Marguerite entendit cette voix qui lui répondait.

- Pourquoi…pourquoi pas, laisses-toi aller… - Non, je ne peux pas, c’est trop fort...je n’arrive pas à me contrôler, bafouilla-t-elle.

- Ne contrôle rien, laisses-toi dévaster par le plaisir, tu es si belle lorsque tu jouis, lui murmura Andréa.

Regardes ton reflet dans le miroir, regardes comme tu es belle.

Marguerite put difficilement ouvrir les yeux pour se voir dans l’immense glace fixée au plafond.

Ce reflet dans ce miroir ne le choqua nullement.

Elle s’y voyait allongée dans ce grand lit au draps de soie rouge, les jambes ouvertes, offertes, rougeoyante de plaisir, les seins enflés, les bouts érigés, ses lèvres intimes gorgées de sang, son clitoris extrait de son écrin, les cheveux en bataille.

Une lueur sauvage et fascinante se reflétait dans ses yeux.

La femme qu’elle voyait était tellement différente d’elle, si indécente.

Elle ne détourna pas son regard du miroir.

Elle vit ses doigts glisser dans les cheveux d’Andréa, pour ramener encore plus sa tête vers sa chatte.

Elle se vit écarter encore plus les cuisses, faciliter l’accès, se contracta quand la belle italienne la pénétra de sa langue, se cambra quand elle lui léchait son petit bouton, but le nectar qui s’échappait de son corps.

Et alors que sa vision se troublait, elle s’entendit haleter pour crier.

- Oh oui...oh oui… Avant d’être violemment envahi par une vague de plaisir, une de plus, d’une rare intensité, qui la fit se tordre dans tous les sens, et lui arracha des gémissements entrecoupés de plaisir et de plaintes inaudibles.

Dans un éclair de lucidité, elle se demanda à combien d’orgasmes elle en était depuis le début de la nuit et de leurs torrides ébats.

Elle s’était arrêtée de compter à quatre ou cinq.

Et tout compte fait, elle se fichait finalement du nombre.

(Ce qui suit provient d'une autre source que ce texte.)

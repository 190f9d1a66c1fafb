//! Text commands for driving a session without a terminal UI
//!
//! One command per line, e.g. `tempo 1024`, `bpm= 96`, `preset 2`.
//! Slider commands take a step, `=` commands take a typed value.

use std::str::FromStr;

use thiserror::Error;

use super::Session;
use crate::control::ControlError;
use crate::patch::PatchSink;

/// One user action
#[derive(Debug, Clone, PartialEq)]
pub enum Command {
    /// Move the volume slider to a step
    VolumeStep(i32),
    /// Move the tempo slider to a step
    TempoStep(i32),
    /// Type a volume
    Volume(String),
    /// Type a tempo in ms per beat
    Tempo(String),
    /// Type a tempo in BPM
    Bpm(String),
    /// Press a preset button, numbered from 1
    Preset(usize),
    Accent(i64),
    SubAccent(i64),
    Reset,
    Pause,
    Resume,
}

/// Error for a line that is not a command
#[derive(Debug, Clone, PartialEq, Eq, Error)]
#[error("{0}")]
pub struct ParseCommandError(String);

impl FromStr for Command {
    type Err = ParseCommandError;

    fn from_str(line: &str) -> Result<Self, Self::Err> {
        let mut words = line.split_whitespace();
        let name = words
            .next()
            .ok_or_else(|| ParseCommandError("empty command".to_string()))?;
        let arg = words.next();
        if words.next().is_some() {
            return Err(ParseCommandError(format!("too many arguments: {line:?}")));
        }

        fn required<'a>(name: &str, arg: Option<&'a str>) -> Result<&'a str, ParseCommandError> {
            arg.ok_or_else(|| ParseCommandError(format!("{name} needs an argument")))
        }

        fn integer<T: FromStr>(name: &str, arg: Option<&str>) -> Result<T, ParseCommandError> {
            let arg = required(name, arg)?;
            arg.parse()
                .map_err(|_| ParseCommandError(format!("{name}: not an integer: {arg:?}")))
        }

        let command = match name {
            "volume" => Command::VolumeStep(integer(name, arg)?),
            "tempo" => Command::TempoStep(integer(name, arg)?),
            "volume=" => Command::Volume(required(name, arg)?.to_string()),
            "tempo=" => Command::Tempo(required(name, arg)?.to_string()),
            "bpm=" => Command::Bpm(required(name, arg)?.to_string()),
            "preset" => Command::Preset(integer(name, arg)?),
            "accent" => Command::Accent(integer(name, arg)?),
            "sub" => Command::SubAccent(integer(name, arg)?),
            "reset" | "pause" | "resume" if arg.is_some() => {
                return Err(ParseCommandError(format!("{name} takes no argument")));
            }
            "reset" => Command::Reset,
            "pause" => Command::Pause,
            "resume" => Command::Resume,
            other => return Err(ParseCommandError(format!("unknown command {other:?}"))),
        };
        Ok(command)
    }
}

impl Command {
    /// Apply the command to `session`
    pub fn apply<S: PatchSink>(&self, session: &mut Session<S>) -> Result<(), ControlError> {
        match self {
            Command::VolumeStep(step) => session.volume_step(*step).map(drop),
            Command::TempoStep(step) => session.tempo_step(*step).map(drop),
            Command::Volume(text) => session.volume_entered(text).map(drop),
            Command::Tempo(text) => session.tempo_entered(text).map(drop),
            Command::Bpm(text) => session.bpm_entered(text).map(drop),
            Command::Preset(number) => {
                let index = number.checked_sub(1).ok_or(ControlError::UnknownPreset {
                    number: 0,
                    count: session.presets().len(),
                })?;
                session.preset(index).map(drop)
            }
            Command::Accent(beats) => session.set_accent(*beats).map(drop),
            Command::SubAccent(beats) => session.set_sub_accent(*beats).map(drop),
            Command::Reset => session.reset(),
            Command::Pause => session.set_paused(true),
            Command::Resume => session.set_paused(false),
        }
    }
}

#[cfg(test)]
mod tests {
    use super::*;
    use crate::config::MetronomeConfig;
    use crate::patch::RecordingSink;

    #[test]
    fn test_parse_commands() {
        assert_eq!("volume 1024".parse::<Command>(), Ok(Command::VolumeStep(1024)));
        assert_eq!("  tempo   0 ".parse::<Command>(), Ok(Command::TempoStep(0)));
        assert_eq!("bpm= 96.5".parse::<Command>(), Ok(Command::Bpm("96.5".to_string())));
        assert_eq!("preset 2".parse::<Command>(), Ok(Command::Preset(2)));
        assert_eq!("sub 3".parse::<Command>(), Ok(Command::SubAccent(3)));
        assert_eq!("pause".parse::<Command>(), Ok(Command::Pause));
    }

    #[test]
    fn test_parse_errors() {
        assert!("".parse::<Command>().is_err());
        assert!("volume".parse::<Command>().is_err());
        assert!("volume loud".parse::<Command>().is_err());
        assert!("tempo 1 2".parse::<Command>().is_err());
        assert!("reset now".parse::<Command>().is_err());
        assert_eq!(
            "louder".parse::<Command>().unwrap_err().to_string(),
            "unknown command \"louder\""
        );
    }

    #[test]
    fn test_apply_sequence() {
        let mut session = Session::new(&MetronomeConfig::default(), RecordingSink::new());
        for line in ["preset 3", "accent 6", "volume 0", "pause"] {
            let command: Command = line.parse().unwrap();
            command.apply(&mut session).unwrap();
        }

        assert_eq!(session.tempo().value(), 750.0);
        assert_eq!(session.accent(), 6);
        assert_eq!(session.volume().value(), 0.0);
        assert!(session.is_paused());
    }

    #[test]
    fn test_preset_numbering_starts_at_one() {
        let mut session = Session::new(&MetronomeConfig::default(), RecordingSink::new());
        let err = Command::Preset(0).apply(&mut session).unwrap_err();
        assert_eq!(err.to_string(), "no preset 0, there are 3");
        Command::Preset(1).apply(&mut session).unwrap();
        assert_eq!(session.tempo().value(), 1000.0);

        let err = Command::Preset(9).apply(&mut session).unwrap_err();
        assert_eq!(err.to_string(), "no preset 9, there are 3");
    }
}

Toujours est-il que ce soir, les deux ingrédients étaient réunis et allaient en s’intensifiant.

Elle n’aurai jamais cru avoir plusieurs orgasmes, et n’avait soupçonné d’être dotée d’une telle libido.

Le lendemain matin, elle eut l’agréable surprise d’être réveillée la douce caresse de la langue d(Andréa sur sa chatte.

Elle agrippa ses mains dans lee cheveux de la belle italienne.

Les deux belles-mamans passèrent toutes les nuits de la semaine à s’aimer, à ce donner du plaisir.